* [What to work on]: Only the lines from the top of the material through the line containing "let ticket = state.begin_search().unwrap();" should be restated, each one exactly.

■ ■ ■ ■ ■ ■ ■

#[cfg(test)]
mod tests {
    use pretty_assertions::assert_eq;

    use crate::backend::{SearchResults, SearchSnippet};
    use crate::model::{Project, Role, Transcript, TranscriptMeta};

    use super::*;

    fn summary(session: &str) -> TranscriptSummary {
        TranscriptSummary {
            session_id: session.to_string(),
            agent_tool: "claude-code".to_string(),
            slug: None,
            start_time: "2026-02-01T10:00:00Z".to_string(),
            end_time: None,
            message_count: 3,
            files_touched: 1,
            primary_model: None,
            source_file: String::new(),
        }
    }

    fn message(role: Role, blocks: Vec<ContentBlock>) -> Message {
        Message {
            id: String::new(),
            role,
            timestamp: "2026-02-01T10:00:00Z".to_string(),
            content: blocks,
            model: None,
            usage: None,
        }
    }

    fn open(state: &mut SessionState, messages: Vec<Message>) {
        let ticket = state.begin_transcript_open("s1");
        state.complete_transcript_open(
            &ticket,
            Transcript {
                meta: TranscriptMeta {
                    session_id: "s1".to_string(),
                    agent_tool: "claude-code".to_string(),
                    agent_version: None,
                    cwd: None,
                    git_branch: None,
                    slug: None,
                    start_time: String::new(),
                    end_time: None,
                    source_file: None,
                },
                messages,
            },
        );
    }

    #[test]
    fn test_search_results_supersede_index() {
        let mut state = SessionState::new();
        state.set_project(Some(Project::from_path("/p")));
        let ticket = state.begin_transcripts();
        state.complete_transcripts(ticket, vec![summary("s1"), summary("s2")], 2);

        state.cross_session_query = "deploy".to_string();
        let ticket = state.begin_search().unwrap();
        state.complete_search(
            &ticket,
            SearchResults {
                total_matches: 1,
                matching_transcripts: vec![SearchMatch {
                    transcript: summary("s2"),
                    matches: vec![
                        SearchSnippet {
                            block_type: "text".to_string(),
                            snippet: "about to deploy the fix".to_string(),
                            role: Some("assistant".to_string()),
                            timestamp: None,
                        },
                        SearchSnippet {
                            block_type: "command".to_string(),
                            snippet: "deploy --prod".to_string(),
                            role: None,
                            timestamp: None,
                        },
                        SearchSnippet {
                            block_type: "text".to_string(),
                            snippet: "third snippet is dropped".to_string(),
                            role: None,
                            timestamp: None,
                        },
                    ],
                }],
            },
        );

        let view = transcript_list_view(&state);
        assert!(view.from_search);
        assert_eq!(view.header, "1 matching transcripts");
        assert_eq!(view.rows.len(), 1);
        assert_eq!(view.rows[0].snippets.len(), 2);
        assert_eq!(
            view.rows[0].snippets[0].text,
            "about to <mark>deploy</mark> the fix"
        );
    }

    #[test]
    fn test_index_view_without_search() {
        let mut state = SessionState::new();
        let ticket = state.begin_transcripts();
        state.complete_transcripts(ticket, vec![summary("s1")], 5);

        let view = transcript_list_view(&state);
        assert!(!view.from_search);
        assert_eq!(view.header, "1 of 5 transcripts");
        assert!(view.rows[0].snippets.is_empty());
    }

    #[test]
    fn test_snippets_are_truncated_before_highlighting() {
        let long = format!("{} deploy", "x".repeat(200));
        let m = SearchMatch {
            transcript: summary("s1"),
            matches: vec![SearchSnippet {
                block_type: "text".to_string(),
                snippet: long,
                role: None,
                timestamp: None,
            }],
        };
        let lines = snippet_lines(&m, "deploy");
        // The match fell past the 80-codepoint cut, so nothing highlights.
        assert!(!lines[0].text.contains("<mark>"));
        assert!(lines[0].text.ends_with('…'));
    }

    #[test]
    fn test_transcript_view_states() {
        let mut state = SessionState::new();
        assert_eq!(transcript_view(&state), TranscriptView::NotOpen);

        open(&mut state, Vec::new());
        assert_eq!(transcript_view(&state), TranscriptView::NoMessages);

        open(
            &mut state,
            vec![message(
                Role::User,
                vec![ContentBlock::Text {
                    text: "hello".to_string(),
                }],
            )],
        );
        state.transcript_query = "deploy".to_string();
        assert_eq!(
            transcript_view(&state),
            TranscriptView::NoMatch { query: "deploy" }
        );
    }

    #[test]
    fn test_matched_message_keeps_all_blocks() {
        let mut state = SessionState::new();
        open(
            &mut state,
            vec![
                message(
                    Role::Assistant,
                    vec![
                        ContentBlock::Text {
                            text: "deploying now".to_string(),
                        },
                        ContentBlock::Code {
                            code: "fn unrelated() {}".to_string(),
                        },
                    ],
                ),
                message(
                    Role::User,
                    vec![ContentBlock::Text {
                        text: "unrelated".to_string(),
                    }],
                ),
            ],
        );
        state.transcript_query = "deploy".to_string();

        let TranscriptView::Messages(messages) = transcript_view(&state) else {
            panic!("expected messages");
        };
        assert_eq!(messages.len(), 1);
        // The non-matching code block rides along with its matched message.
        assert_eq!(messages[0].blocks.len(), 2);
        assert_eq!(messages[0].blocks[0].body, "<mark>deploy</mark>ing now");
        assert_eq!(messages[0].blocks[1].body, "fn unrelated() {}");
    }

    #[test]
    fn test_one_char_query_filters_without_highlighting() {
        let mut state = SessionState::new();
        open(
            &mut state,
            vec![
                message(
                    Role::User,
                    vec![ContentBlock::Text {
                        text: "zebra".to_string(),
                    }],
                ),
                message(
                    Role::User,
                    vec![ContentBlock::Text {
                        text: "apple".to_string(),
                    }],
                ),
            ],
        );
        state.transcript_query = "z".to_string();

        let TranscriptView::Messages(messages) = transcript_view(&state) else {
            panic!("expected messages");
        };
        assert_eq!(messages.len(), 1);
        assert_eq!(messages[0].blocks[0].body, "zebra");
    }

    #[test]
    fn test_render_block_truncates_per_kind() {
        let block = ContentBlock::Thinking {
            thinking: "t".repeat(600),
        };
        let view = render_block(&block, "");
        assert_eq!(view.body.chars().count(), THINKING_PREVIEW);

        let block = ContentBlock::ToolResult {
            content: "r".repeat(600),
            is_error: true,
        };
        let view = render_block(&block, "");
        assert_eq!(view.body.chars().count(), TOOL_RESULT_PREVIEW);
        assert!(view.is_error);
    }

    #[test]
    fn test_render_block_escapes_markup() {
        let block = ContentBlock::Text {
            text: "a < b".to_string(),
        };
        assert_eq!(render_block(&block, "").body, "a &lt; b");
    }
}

■ ■ ■ ■ ■ ■ ■

* [Solution for this task]:
#[cfg(test)]
mod tests {
    use pretty_assertions::assert_eq;

    use crate::backend::{SearchResults, SearchSnippet};
    use crate::model::{Project, Role, Transcript, TranscriptMeta};

    use super::*;

    fn summary(session: &str) -> TranscriptSummary {
        TranscriptSummary {
            session_id: session.to_string(),
            agent_tool: "claude-code".to_string(),
            slug: None,
            start_time: "2026-02-01T10:00:00Z".to_string(),
            end_time: None,
            message_count: 3,
            files_touched: 1,
            primary_model: None,
            source_file: String::new(),
        }
    }

    fn message(role: Role, blocks: Vec<ContentBlock>) -> Message {
        Message {
            id: String::new(),
            role,
            timestamp: "2026-02-01T10:00:00Z".to_string(),
            content: blocks,
            model: None,
            usage: None,
        }
    }

    fn open(state: &mut SessionState, messages: Vec<Message>) {
        let ticket = state.begin_transcript_open("s1");
        state.complete_transcript_open(
            &ticket,
            Transcript {
                meta: TranscriptMeta {
                    session_id: "s1".to_string(),
                    agent_tool: "claude-code".to_string(),
                    agent_version: None,
                    cwd: None,
                    git_branch: None,
                    slug: None,
                    start_time: String::new(),
                    end_time: None,
                    source_file: None,
                },
                messages,
            },
        );
    }

    #[test]
    fn test_search_results_supersede_index() {
        let mut state = SessionState::new();
        state.set_project(Some(Project::from_path("/p")));
        let ticket = state.begin_transcripts();
        state.complete_transcripts(ticket, vec![summary("s1"), summary("s2")], 2);

        state.cross_session_query = "deploy".to_string();
        let ticket = state.begin_search().unwrap();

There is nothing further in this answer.